Sensex Gains Most in Two Weeks Led by Indian Banks as CPI Slows

India’s benchmark stock-index rose for the first time in six days as data showing consumer prices climbed at the slowest pace since January 2012 spurred speculation the central bank may ease monetary policy.

State Bank of India had the biggest gain in seven weeks after the country’s largest lender cut deposit rates. Bharat Heavy Electricals Ltd. rallied the most in a month. Mahindra & Mahindra Ltd. jumped 2.9 percent, leading automakers higher.

The S&P BSE Sensex increased 0.9 percent to 25,228.65 at the close, snapping a five-day, 4.2 percent retreat. Consumer prices rose 7.31 percent in June from a year earlier, compared with 8.28 percent in May. The data ease pressure on Reserve Bank of India Governor Raghuram Rajan to keep interest rates elevated to curb inflation.

“The decline in inflation is surely positive, and if the trend continues then the RBI may lower borrowing costs,” Arun Kejriwal, a director at Kejriwal Research & Investment Pvt. in Mumbai, said by phone. “The five-day decline in share prices is also giving some comfort to investors.”

Rajan signaled last month he’d ease policy if retail inflation was on pace to decline below 8 percent in January 2015. The next policy review is on Aug. 5.

State Bank shares surged 4.4 percent, the most since May 23. The lender today cut the interest rate on 7-day to 179-day retail term deposits of below 10 million rupees ($166,000) by 50 basis points, according to an exchange filing. ICICI Bank Ltd. jumped the most in two months, halting a five-day slide.

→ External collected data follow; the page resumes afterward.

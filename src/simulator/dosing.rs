use std::fmt;

use serde::{Deserialize, Serialize};

use crate::data::units::{ConcentrationUnit, DoseUnit};
use crate::PbtkError;

#[derive(Debug, Clone, Copy, PartialEq, Eq, Hash, Default, Serialize, Deserialize)]
pub enum Route {
    #[default]
    Oral,
    Iv,
    Inhalation,
}

impl fmt::Display for Route {
    fn fmt(&self, f: &mut fmt::Formatter<'_>) -> fmt::Result {
        match self {
            Route::Oral => write!(f, "oral"),
            Route::Iv => write!(f, "iv"),
            Route::Inhalation => write!(f, "inhalation"),
        }
    }
}

/// A single administration at `time` hours
#[derive(Debug, Clone, Copy, PartialEq, Serialize, Deserialize)]
pub struct Dose {
    pub time: f64,
    pub amount: f64,
}

impl Dose {
    pub fn new(time: f64, amount: f64) -> Self {
        Self { time, amount }
    }
}

/// Exposure of one simulation
#[derive(Debug, Clone, PartialEq, Serialize, Deserialize)]
pub enum DosingSchedule {
    /// Individual doses
    Bolus {
        route: Route,
        doses: Vec<Dose>,
        unit: DoseUnit,
    },
    /// `daily_dose` split evenly over `doses_per_day` administrations every day
    Daily {
        route: Route,
        daily_dose: f64,
        doses_per_day: u32,
        unit: DoseUnit,
    },
    /// Step function of inhaled concentration; each `(time, value)` holds until
    /// the next entry
    Forcing {
        series: Vec<(f64, f64)>,
        unit: ConcentrationUnit,
    },
}

impl DosingSchedule {
    /// No exposure at all
    pub fn none() -> Self {
        DosingSchedule::Bolus {
            route: Route::Oral,
            doses: Vec::new(),
            unit: DoseUnit::MgPerKg,
        }
    }

    /// A single oral dose at time zero
    pub fn oral(amount: f64, unit: DoseUnit) -> Self {
        DosingSchedule::Bolus {
            route: Route::Oral,
            doses: vec![Dose::new(0.0, amount)],
            unit,
        }
    }

    pub fn daily(route: Route, daily_dose: f64, doses_per_day: u32, unit: DoseUnit) -> Self {
        DosingSchedule::Daily {
            route,
            daily_dose,
            doses_per_day,
            unit,
        }
    }

    /// Expand into `(time, amount)` administrations up to `end` hours
    pub(crate) fn administrations(&self, end: f64) -> Result<Vec<Dose>, PbtkError> {
        match self {
            DosingSchedule::Bolus { doses, .. } => {
                let mut doses: Vec<Dose> = doses
                    .iter()
                    .filter(|d| d.time <= end)
                    .copied()
                    .collect();
                doses.sort_by(|a, b| a.time.total_cmp(&b.time));
                Ok(doses)
            }
            DosingSchedule::Daily {
                daily_dose,
                doses_per_day,
                ..
            } => {
                if *doses_per_day == 0 {
                    return Err(PbtkError::domain("doses_per_day must be at least 1"));
                }
                let interval = 24.0 / *doses_per_day as f64;
                let amount = daily_dose / *doses_per_day as f64;
                let count = (end / interval).floor() as usize;
                Ok((0..=count)
                    .map(|k| Dose::new(k as f64 * interval, amount))
                    .filter(|d| d.time < end)
                    .collect())
            }
            DosingSchedule::Forcing { .. } => Ok(Vec::new()),
        }
    }

    pub fn route(&self) -> Route {
        match self {
            DosingSchedule::Bolus { route, .. } | DosingSchedule::Daily { route, .. } => *route,
            DosingSchedule::Forcing { .. } => Route::Inhalation,
        }
    }
}

/// Dosing arguments as supplied by a caller; at most one mode may be set
#[derive(Debug, Clone, Default, PartialEq, Serialize, Deserialize)]
#[serde(default)]
pub struct DosingRequest {
    pub bolus: Option<DosingSchedule>,
    pub daily: Option<DosingSchedule>,
    pub forcing: Option<DosingSchedule>,
}

impl DosingRequest {
    pub fn resolve(&self) -> Result<DosingSchedule, PbtkError> {
        let selected: Vec<&DosingSchedule> = [&self.bolus, &self.daily, &self.forcing]
            .into_iter()
            .flatten()
            .collect();
        match selected.as_slice() {
            [] => Ok(DosingSchedule::none()),
            [one] => Ok((*one).clone()),
            _ => Err(PbtkError::domain(
                "only one of bolus doses, daily dosing and a forcing series may be given",
            )),
        }
    }
}

/// Cyclic exposure: `conc` switched on at the start of every period for
/// `duration` hours, over `days` days.
///
/// ```
/// use pbtk::simulator::scheduled_exposure;
///
/// let series = scheduled_exposure(0.0, 5.0, 24.0, 12.0, 2.0).unwrap();
/// assert_eq!(series, vec![(0.0, 5.0), (12.0, 0.0), (24.0, 5.0), (36.0, 0.0)]);
/// ```
pub fn scheduled_exposure(
    start: f64,
    conc: f64,
    period: f64,
    duration: f64,
    days: f64,
) -> Result<Vec<(f64, f64)>, PbtkError> {
    if duration > period {
        return Err(PbtkError::domain(format!(
            "exposure duration {} h exceeds the period of {} h",
            duration, period
        )));
    }
    if period.is_nan() || period <= 0.0 || duration < 0.0 {
        return Err(PbtkError::domain(format!(
            "invalid exposure cycle: period {} h, duration {} h",
            period, duration
        )));
    }
    let cycles = (days * 24.0 / period).ceil().max(0.0) as usize;
    let mut series = Vec::with_capacity(2 * cycles);
    for k in 0..cycles {
        let on = start + k as f64 * period;
        series.push((on, conc));
        series.push((on + duration, 0.0));
    }
    Ok(series)
}

/// Value of a step-function series at `t`; zero before the first entry
pub(crate) fn forcing_at(series: &[(f64, f64)], t: f64) -> f64 {
    series
        .iter()
        .take_while(|(time, _)| *time <= t)
        .last()
        .map(|(_, value)| *value)
        .unwrap_or(0.0)
}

State Bank, ICICI Bank and Axis Bank Ltd. were among the four biggest advancers on the Sensex today.

‘Entry Point’

“Lenders rallied amid hopes further reduction in deposit rates will boost their margins,” Rikesh Parikh, vice president at Motilal Oswal Securities Ltd., said in a phone interview in Mumbai. “The five-day fall gave investors a good entry point.”

Larsen rallied 2.3 percent, extending this year’s gain to 53 percent. Bharat Heavy advanced 3.5 percent, the most since June 3. Mahindra & Mahindra Ltd. gained to a two-week high, pacing a rally among automakers.

The S&P BSE MidCap Index added 1.9 percent, the biggest gain in a month. A gauge of 456 small-sized companies added 2.2 percent, after retreating 7.8 percent last week. That was the steepest weekly decline since the period ended Nov. 20, 2011, data compiled by Bloomberg show.

The Sensex may advance 13 percent from yesterday’s close by the end of the year as an economic recovery boosts company earnings, according to a Bloomberg survey of seven strategists.

Earnings Growth

Two years of single-digit profit growth is set to change as growth in Asia’s third-largest economy is bottoming out, Swati Kulkarni, a fund manager at UTI Asset Management Co., said in an interview. Profit margins will improve because of operating leverage as growth picks up, she said.

Eighteen of the 30, or 60 percent, of the Sensex companies posted earnings that beat or matched estimates in the quarter ended March. About 73 percent of results exceeded forecasts in the previous quarter.

The Sensex has risen 19 percent this year, the top performer among the world’s 10 biggest markets, and trades at 15.4 times projected 12-month earnings. The valuation climbed to 16 times on July 7, the most expensive since April 2011, after the gauge climbed to a record that day.

“We are close to the market bottom most have been looking out for,” Gaurang Shah, vice president at Geojit BNP Paribas Financial Services Ltd., told Bloomberg TV India today. “The recent drop has opened up plenty of opportunities for investors to start getting invested.”

Foreigners sold a net $90.5 million of domestic stocks yesterday, ending seven straight days of net inflows, according to data compiled by Bloomberg. They’ve poured $11.2 billion into the nation’s equities this year, the most in Asia, on expectations Prime Minister Narendra Modi’s government will introduce policies to spur growth in an economy expanding at near the slowest pace in a decade.